RARE Daily

After Selling Failed Rare Blood Disorder Candidate, Imara Reverse Merges with Enliven Therapeutics

October 14, 2022

Rare disease focused biotech Imara and Enliven Therapeutics, a clinical-stage precision oncology company, have entered into a definitive merger agreement to combine the companies in an all-stock transaction. The combined company will focus on advancing Enliven’s pipeline of precision oncology product candidates.

Photo: Sam Kintz, co-founder and CEO of Enliven

The merger comes one month after Imara entered into an asset purchase agreement with cardiology startup Cardurion Pharmaceuticals to sell its failed sickle cell disease and beta thalassemia candidate tovinontrine and all other assets related to its PDE9 program for up to $95 million.

The merger will create a Nasdaq-listed, clinical-stage biopharmaceutical company focused on advancing Enliven’s portfolio of precision oncology programs, which included experimental targeted therapies for chronic myeloid leukemia and HER2-driven tumors.

Upon completion of the merger, which is subject to approval by Imara’s and Enliven’s stockholders, the combined company is expected to operate under the name Enliven Therapeutics, Inc. and trade on the Nasdaq Global Select Market under the ticker symbol ELVN.

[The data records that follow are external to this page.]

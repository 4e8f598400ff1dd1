use axum::body::Bytes;
use axum::extract::{Form, FromRequest, FromRequestParts, Query, Request};
use axum::http::header;
use axum::http::request::Parts;
use axum::Json;
use serde::de::{self, DeserializeOwned};
use serde::{Deserialize, Deserializer};

use crate::error::AppError;

/// Request body accepted as JSON or as `application/x-www-form-urlencoded`.
/// Rejections become `AppError` values instead of axum's plain-text bodies.
pub struct Payload<T>(pub T);

impl<S, T> FromRequest<S> for Payload<T>
where
    T: DeserializeOwned,
    S: Send + Sync,
{
    type Rejection = AppError;

    async fn from_request(req: Request, state: &S) -> Result<Self, Self::Rejection> {
        let is_form = req
            .headers()
            .get(header::CONTENT_TYPE)
            .and_then(|v| v.to_str().ok())
            .is_some_and(|ct| ct.starts_with("application/x-www-form-urlencoded"));

        if is_form {
            let Form(value) = Form::<T>::from_request(req, state)
                .await
                .map_err(|e| AppError::rejected(e.status(), e.body_text()))?;
            Ok(Payload(value))
        } else {
            let Json(value) = Json::<T>::from_request(req, state)
                .await
                .map_err(|e| AppError::rejected(e.status(), e.body_text()))?;
            Ok(Payload(value))
        }
    }
}

/// Whole request body as bytes, bounded by `DefaultBodyLimit`. An oversized
/// body becomes `AppError::PayloadTooLarge`.
pub struct RawBody(pub Bytes);

impl<S> FromRequest<S> for RawBody
where
    S: Send + Sync,
{
    type Rejection = AppError;

    async fn from_request(req: Request, state: &S) -> Result<Self, Self::Rejection> {
        let body = Bytes::from_request(req, state)
            .await
            .map_err(|e| AppError::rejected(e.status(), e.body_text()))?;
        Ok(RawBody(body))
    }
}

/// Query string extractor with the same rejection mapping as [`Payload`].
pub struct Params<T>(pub T);

impl<S, T> FromRequestParts<S> for Params<T>
where
    T: DeserializeOwned,
    S: Send + Sync,
{
    type Rejection = AppError;

    async fn from_request_parts(parts: &mut Parts, state: &S) -> Result<Self, Self::Rejection> {
        let Query(value) = Query::<T>::from_request_parts(parts, state)
            .await
            .map_err(|e| AppError::rejected(e.status(), e.body_text()))?;
        Ok(Params(value))
    }
}

#[derive(Deserialize)]
#[serde(untagged)]
enum FlagRepr {
    Bool(bool),
    Int(i64),
    Text(String),
}

/// Accepts `true`/`false`, any integer (non-zero is true), or their string
/// forms. `null` reads as false.
pub fn flag<'de, D>(deserializer: D) -> Result<bool, D::Error>
where
    D: Deserializer<'de>,
{
    match Option::<FlagRepr>::deserialize(deserializer)? {
        None => Ok(false),
        Some(FlagRepr::Bool(b)) => Ok(b),
        Some(FlagRepr::Int(n)) => Ok(n != 0),
        Some(FlagRepr::Text(s)) => match s.trim() {
            "" | "0" | "false" => Ok(false),
            "1" | "true" => Ok(true),
            other => Err(de::Error::custom(format!("invalid flag value: {other}"))),
        },
    }
}
//! Spreadsheet bulk import: multipart intake, staging, workbook reading,
//! row filtering and insertion.

pub mod fields;
pub mod multipart;
pub mod pipeline;
pub mod staging;
pub mod workbook;

pub use pipeline::ImportSummary;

In support of the merger, Enliven also intends to raise approximately $165 million in a concurrent private financing that was oversubscribed with new investor allocations accounting for more than 60 percent of the total size of the financing, which is expected to close immediately prior to the completion of the merger.

With the cash expected from both companies at closing and the proceeds of the planned concurrent financing, the combined company is currently expected to have approximately $300 million of cash and cash equivalents at closing, after transaction expenses, which are expected to be used to advance Enliven’s pipeline through multiple clinical milestones and provide runway into early 2026. The merger and financing are expected to close in the first quarter of 2023, subject to stockholder approval of both companies, the effectiveness of a registration statement to be filed with the U.S. Securities and Exchange Commission to register the shares of Imara common stock to be issued in connection with the merger, and the satisfaction of customary closing conditions.

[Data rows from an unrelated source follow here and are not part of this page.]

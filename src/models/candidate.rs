use serde::{Deserialize, Serialize, Serializer};

#[derive(Debug, Clone, PartialEq, Eq, sqlx::FromRow, Serialize, Deserialize)]
pub struct Candidate {
    pub id: i64,
    pub name: String,
    pub number: String,
    pub location: String,
    pub profile: String,
    pub remarks: String,
    #[serde(serialize_with = "called_as_int", deserialize_with = "crate::extract::flag")]
    pub called: bool,
    pub called_by: String,
    pub called_at: String,
    pub assigned_to: String,
}

/// A validated spreadsheet row ready for insertion.
#[derive(Debug, Clone, PartialEq, Eq)]
pub struct NewCandidate {
    pub name: String,
    pub number: String,
    pub location: String,
    pub profile: String,
    pub assigned_to: String,
}

/// The four fields overwritten when a call outcome is recorded.
#[derive(Debug, Clone, Default, PartialEq, Eq)]
pub struct Outcome {
    pub remarks: String,
    pub called: bool,
    pub called_by: String,
    pub called_at: String,
}

// Stored as INTEGER 0/1 and returned to clients the same way.
fn called_as_int<S: Serializer>(called: &bool, serializer: S) -> Result<S::Ok, S::Error> {
    serializer.serialize_u8(u8::from(*called))
}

“Following an extensive and thoughtful review of several strategic alternatives, it became clear that the proposed merger with Enliven was a compelling option for our stockholders,” said Rahul Ballal, president and CEO of Imara. “Enliven has a differentiated pipeline, an experienced team and we expect the combined company to be well financed by top-tier investors to execute on its clinical mission. We look forward to the company’s continued progress in the clinic.”

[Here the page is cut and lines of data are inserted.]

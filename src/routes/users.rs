use axum::extract::State;
use axum::Json;
use serde::Deserialize;

use crate::auth::password;
use crate::db;
use crate::error::AppError;
use crate::extract::Payload;
use crate::models::{Role, UserSummary};
use crate::routes::Ack;
use crate::state::SharedState;

#[derive(Deserialize)]
pub struct CreateUser {
    #[serde(default)]
    pub username: String,
    #[serde(default)]
    pub password: String,
}

/// Telecaller accounts only; the role is never taken from the request.
pub async fn create(
    State(state): State<SharedState>,
    Payload(req): Payload<CreateUser>,
) -> Result<Json<Ack>, AppError> {
    let username = req.username.trim();
    if username.is_empty() || req.password.is_empty() {
        return Err(AppError::BadRequest(
            "Username and password are required".to_string(),
        ));
    }

    let pw_hash = password::hash(&req.password).await?;

    db::users::create(&state.pool, username, &pw_hash, Role::Telecaller)
        .await
        .map_err(|e| match e {
            sqlx::Error::Database(ref db_err) if db_err.is_unique_violation() => {
                AppError::Conflict("A user with this username already exists".to_string())
            }
            _ => AppError::Database(e),
        })?;

    tracing::info!("Created telecaller {username}");
    Ok(Json(Ack::OK))
}

pub async fn list(State(state): State<SharedState>) -> Result<Json<Vec<UserSummary>>, AppError> {
    let users = db::users::list_usernames_by_role(&state.pool, Role::Telecaller).await?;
    Ok(Json(users))
}
use serde::{Deserialize, Serialize};

use super::Candidate;

#[derive(Debug, Clone, sqlx::FromRow, Serialize, Deserialize)]
pub struct User {
    pub username: String,
    #[sqlx(rename = "password")]
    #[serde(skip_serializing)]
    pub password_hash: String,
    pub role: String,
}

/// Row shape returned by `GET /users`.
#[derive(Debug, Clone, PartialEq, Eq, sqlx::FromRow, Serialize, Deserialize)]
pub struct UserSummary {
    pub username: String,
}

#[derive(Debug, Clone, Copy, PartialEq, Eq)]
pub enum Role {
    Admin,
    Telecaller,
}

impl Role {
    pub const fn as_str(self) -> &'static str {
        match self {
            Role::Admin => "admin",
            Role::Telecaller => "telecaller",
        }
    }
}

/// Who is asking for candidates, as claimed by the client.
#[derive(Debug, Clone, PartialEq, Eq)]
pub enum Viewer {
    Admin,
    Telecaller(String),
}

impl Viewer {
    /// Any role other than `admin` is treated as a telecaller. A missing
    /// username matches nothing but the unassigned sentinel.
    pub fn from_query(user: Option<&str>, role: Option<&str>) -> Self {
        match role {
            Some(r) if r == Role::Admin.as_str() => Viewer::Admin,
            _ => Viewer::Telecaller(user.unwrap_or_default().to_string()),
        }
    }

    pub fn can_see(&self, candidate: &Candidate) -> bool {
        match self {
            Viewer::Admin => true,
            Viewer::Telecaller(username) => {
                candidate.assigned_to.is_empty() || candidate.assigned_to == *username
            }
        }
    }
}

Enliven is a clinical-stage precision oncology company focused on the discovery and development of potentially best-in-class or first-in-class precision oncology therapies. Enliven’s programs are designed to address issues such as tolerability, combinability, resistance and disease escape through brain metastases.

Under the terms of the merger agreement, Imara will issue to pre-merger Enliven stockholders shares of Imara common stock as merger consideration in exchange for the cancellation of shares of capital stock of Enliven and Enliven will become a wholly owned subsidiary of Imara. Pre-merger Imara stockholders are expected to own approximately 16 percent of the combined company and pre-merger Enliven stockholders (including those purchasing Enliven shares in the concurrent private financing) are expected to own approximately 84 percent of the combined company.

Upon closing of the proposed transaction, Imara Inc. will be renamed Enliven Therapeutics, Inc. The combined company will be led by Sam Kintz, co-founder and CEO of Enliven, and other members of the Enliven management team.

The merger agreement has been approved by the board of directors of each company and the proposed transaction is expected to close in the first quarter of 2023, subject to approvals by the stockholders of each company, the effectiveness of a registration statement to be filed with the SEC to register the shares of Imara common stock to be issued in connection with the merger, and other customary closing conditions.